8. Charges and Payment
8.1. The Price is exclusive of the costs and charges of packaging, insurance, and transport, which shall be invoiced by or on behalf of Leadtime CA to the Customer unless otherwise stated in writing and agreed by Leadtime CA.
8.2. The Price for Services is exclusive of any expenses reasonably incurred by Leadtime CA and its personnel and subcontractors engaged in connection with the Services, including, but not limited to, traveling expenses, hotel costs, subsistence, and any associated expenses. Additionally, the cost of services provided by third parties and required by Leadtime CA for the performance of the Services, as well as the cost of any materials, shall be recoverable in addition to the Price from the Customer. Leadtime CA may invoice, and the Customer shall accordingly pay, for such expenses.
8.3. Leadtime CA reserves the right to increase the Price of the Goods and/or Services by giving notice to the Customer at any time before delivery, to reflect any increase in the cost of the Goods and/or Services to Leadtime CA that is due to:
a. Any factor beyond the control of Leadtime CA (including foreign exchange fluctuations, increases in taxes and duties, and increases in labor, materials, and other manufacturing costs).
b. Any request by the Customer to change the delivery date(s), quantities, or types of Goods and/or Services ordered, or the Goods Specification or Services Specification.
c. Any delay caused by any instructions of the Customer or failure of the Customer to give Leadtime CA adequate or accurate information or instructions.
8.4. Leadtime CA shall be entitled to invoice the Customer on or at any time after dispatch for Goods and performance for Services. Leadtime CA may deliver Orders by instalments, which may be invoiced and paid for separately.
8.5. The Customer shall pay each invoice submitted by Leadtime CA:
a. In line with payment terms agreed in writing (including in email) between the parties or where no such payment terms have been agreed, within thirty (30) days of the date of the relevant invoice.
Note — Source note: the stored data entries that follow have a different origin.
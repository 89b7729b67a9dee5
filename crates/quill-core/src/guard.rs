//! Ownership guard - the single authorization rule for mutations.

use uuid::Uuid;

use crate::error::DomainError;

/// Allow the caller to mutate a resource only if they are its recorded owner.
///
/// Reads never go through this check; posts and comments are publicly readable.
pub fn authorize(resource_owner_id: Uuid, caller_id: Uuid) -> Result<(), DomainError> {
    if resource_owner_id == caller_id {
        Ok(())
    } else {
        Err(DomainError::Unauthorized)
    }
}
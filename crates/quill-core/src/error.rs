//! Domain-level error types.

use thiserror::Error;
use uuid::Uuid;

/// Domain errors - business logic failures.
#[derive(Debug, Error)]
pub enum DomainError {
    #[error("{entity_type} with id {id} not found")]
    NotFound { entity_type: &'static str, id: Uuid },

    #[error("Validation failed: {0}")]
    Validation(String),

    #[error("Duplicate entity: {0}")]
    Duplicate(String),

    #[error("Unauthorized access")]
    Unauthorized,

    #[error("Internal error: {0}")]
    Internal(String),
}

impl DomainError {
    pub fn not_found(entity_type: &'static str, id: Uuid) -> Self {
        Self::NotFound { entity_type, id }
    }

    pub fn validation(msg: impl Into<String>) -> Self {
        Self::Validation(msg.into())
    }
}

/// Result alias used by the services.
pub type DomainResult<T> = Result<T, DomainError>;

/// Repository-level errors.
#[derive(Debug, Error)]
pub enum RepoError {
    #[error("Database connection failed: {0}")]
    Connection(String),

    #[error("Query execution failed: {0}")]
    Query(String),

    #[error("Entity not found")]
    NotFound,

    #[error("Constraint violation: {0}")]
    Constraint(String),
}

impl From<RepoError> for DomainError {
    fn from(err: RepoError) -> Self {
        match err {
            RepoError::Constraint(msg) => DomainError::Duplicate(msg),
            // Callers that expect a missing row map NotFound themselves.
            RepoError::NotFound => DomainError::Internal("entity vanished mid-operation".into()),
            RepoError::Connection(msg) | RepoError::Query(msg) => DomainError::Internal(msg),
        }
    }
}

impl From<crate::ports::AuthError> for DomainError {
    fn from(err: crate::ports::AuthError) -> Self {
        use crate::ports::AuthError;

        match err {
            AuthError::Encoding(msg) | AuthError::HashingError(msg) => DomainError::Internal(msg),
            _ => DomainError::Unauthorized,
        }
    }
}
b. In full and in cleared funds to a bank account nominated in writing by Leadtime CA.
8.6. The Price of the Goods and/or Services is exclusive of amounts in respect of value-added tax (VAT). The Customer shall, on receipt of a valid VAT invoice from Leadtime CA, pay to Leadtime CA such additional amounts in respect of VAT as are chargeable on the supply of the Goods and/or Services.
8.7. If the Customer fails to make any payment due to Leadtime CA under the Contract by the due date for such payment, then the Customer shall pay interest on the overdue amount at the rate of 5% per annum above the Bank of England’s base rate from time to time. Such interest shall accrue on a daily basis from the due date until the actual payment of the overdue amount, whether before or after judgment. The Customer shall pay the interest together with the overdue amount.
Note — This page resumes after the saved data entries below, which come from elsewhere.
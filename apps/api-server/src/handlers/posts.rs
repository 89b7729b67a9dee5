//! Post handlers.

use actix_web::{HttpResponse, web};
use uuid::Uuid;

use quill_core::domain::PostStatus;
use quill_core::services::PostChanges;
use quill_shared::MessageResponse;
use quill_shared::dto::{CreatePostRequest, UpdatePostRequest};

use crate::middleware::auth::{Identity, OptionalIdentity};
use crate::middleware::error::{AppError, AppResult};
use crate::state::AppState;

/// GET /api/posts
pub async fn list_published(state: web::Data<AppState>) -> AppResult<HttpResponse> {
    let posts = state.posts.list_published().await?;
    Ok(HttpResponse::Ok().json(posts))
}

/// GET /api/posts/user
pub async fn list_mine(
    state: web::Data<AppState>,
    identity: Identity,
) -> AppResult<HttpResponse> {
    let posts = state.posts.list_by_owner(identity.user_id).await?;
    Ok(HttpResponse::Ok().json(posts))
}

/// GET /api/posts/{id}
pub async fn get_post(
    state: web::Data<AppState>,
    viewer: OptionalIdentity,
    path: web::Path<Uuid>,
) -> AppResult<HttpResponse> {
    let post = state.posts.get(path.into_inner(), viewer.user_id()).await?;
    Ok(HttpResponse::Ok().json(post))
}

/// POST /api/posts
pub async fn create_post(
    state: web::Data<AppState>,
    identity: Identity,
    body: web::Json<CreatePostRequest>,
) -> AppResult<HttpResponse> {
    let req = body.into_inner();
    let post = state
        .posts
        .create(&req.title, &req.content, identity.user_id)
        .await?;

    tracing::info!(post_id = %post.id, user_id = %identity.user_id, "Post created");

    Ok(HttpResponse::Created().json(post))
}

/// PUT /api/posts/{id}
pub async fn update_post(
    state: web::Data<AppState>,
    identity: Identity,
    path: web::Path<Uuid>,
    body: web::Json<UpdatePostRequest>,
) -> AppResult<HttpResponse> {
    let req = body.into_inner();
    let status = req
        .status
        .as_deref()
        .map(str::parse::<PostStatus>)
        .transpose()
        .map_err(AppError::BadRequest)?;

    let changes = PostChanges {
        title: req.title,
        content: req.content,
        status,
        tags: req.tags,
    };

    let post_id = path.into_inner();
    let post = state.posts.update(post_id, changes, identity.user_id).await?;

    tracing::info!(post_id = %post_id, "Post updated");

    Ok(HttpResponse::Ok().json(post))
}

/// DELETE /api/posts/{id}
pub async fn delete_post(
    state: web::Data<AppState>,
    identity: Identity,
    path: web::Path<Uuid>,
) -> AppResult<HttpResponse> {
    let post_id = path.into_inner();
    let removed = state.posts.delete(post_id, identity.user_id).await?;

    tracing::info!(post_id = %post_id, comments_removed = removed, "Post deleted");

    Ok(HttpResponse::Ok().json(MessageResponse::new("Post removed")))
}
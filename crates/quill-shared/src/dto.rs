//! Data Transfer Objects - request/response types for the API.

use chrono::{DateTime, Utc};
use serde::{Deserialize, Serialize};
use uuid::Uuid;

/// Request to register a new user.
#[derive(Debug, Clone, Serialize, Deserialize)]
pub struct RegisterUserRequest {
    pub username: String,
    pub email: String,
    pub password: String,
}

/// Request to login.
#[derive(Debug, Clone, Serialize, Deserialize)]
pub struct LoginRequest {
    pub email: String,
    pub password: String,
}

/// The caller's own profile. Other users only ever appear as [`AuthorResponse`].
#[derive(Debug, Clone, PartialEq, Serialize, Deserialize)]
pub struct UserResponse {
    pub id: Uuid,
    pub username: String,
    pub email: String,
    pub created_at: DateTime<Utc>,
}

/// Response containing an identity token.
#[derive(Debug, Clone, Serialize, Deserialize)]
pub struct AuthResponse {
    pub token: String,
    pub token_type: String,
    pub expires_in: u64,
}

/// Request to create a post.
#[derive(Debug, Clone, Serialize, Deserialize)]
pub struct CreatePostRequest {
    pub title: String,
    pub content: String,
}

/// Request to update a post. `status` and `tags` are left untouched when absent.
#[derive(Debug, Clone, Default, Serialize, Deserialize)]
pub struct UpdatePostRequest {
    pub title: String,
    pub content: String,
    #[serde(default, skip_serializing_if = "Option::is_none")]
    pub status: Option<String>,
    #[serde(default, skip_serializing_if = "Option::is_none")]
    pub tags: Option<Vec<String>>,
}

/// Request to comment on a post.
#[derive(Debug, Clone, Serialize, Deserialize)]
pub struct CreateCommentRequest {
    pub content: String,
}

/// Public projection of a user: identifier and username, nothing else.
#[derive(Debug, Clone, PartialEq, Eq, Serialize, Deserialize)]
pub struct AuthorResponse {
    pub id: Uuid,
    pub username: String,
}

/// A post with its author resolved.
#[derive(Debug, Clone, PartialEq, Serialize, Deserialize)]
pub struct PostResponse {
    pub id: Uuid,
    pub title: String,
    pub slug: String,
    pub content: String,
    pub status: String,
    pub tags: Vec<String>,
    pub author: AuthorResponse,
    pub created_at: DateTime<Utc>,
    pub updated_at: DateTime<Utc>,
}

/// A single post together with its comments, newest first.
#[derive(Debug, Clone, PartialEq, Serialize, Deserialize)]
pub struct PostDetailResponse {
    #[serde(flatten)]
    pub post: PostResponse,
    pub comments: Vec<CommentResponse>,
}

/// A comment with its author resolved.
#[derive(Debug, Clone, PartialEq, Serialize, Deserialize)]
pub struct CommentResponse {
    pub id: Uuid,
    pub post_id: Uuid,
    pub content: String,
    pub author: AuthorResponse,
    pub created_at: DateTime<Utc>,
}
8.8. The Customer shall pay all amounts due under the Contract in full without any setoff, counterclaim, deduction, or withholding (except for any deduction or withholding required by law).
9. Returns Policy
9.1. Leadtime CA operates a returns policy for Goods ordered in error. This does not apply to items that are not routinely held in stock by Leadtime CA. Where a customer seeks to return Goods for reasons other than Leadtime CA’s fault, Leadtime CA may, in its sole discretion, offer a refund of up to 75% of the Price minus any costs incurred by Leadtime CA associated with their initial delivery and return. No refund will be provided unless the Goods are returned in a manner that allows them to be sold by Leadtime CA for at least the same price as they were sold to the Customer. Specifically but without limitation, the Goods packaging must not have been opened. No refund will be considered unless the Goods are returned by the Customer within 5 days of their receipt.
10. Termination and suspension
10.1. The Customer suspends, or threatens to suspend, payment of its debts, or is unable to pay its debts as they fall due or admits inability to pay its debts, or (being a company or limited liability partnership) is deemed unable to pay its debts within the meaning of section 123 of the Insolvency Act 1986, or (being an individual) is deemed either unable to pay its debts or as having no reasonable prospect of so doing, in either case, within the meaning of section 268 of the Insolvency Act 1986, or (being a partnership) has any partner to whom any of the foregoing apply.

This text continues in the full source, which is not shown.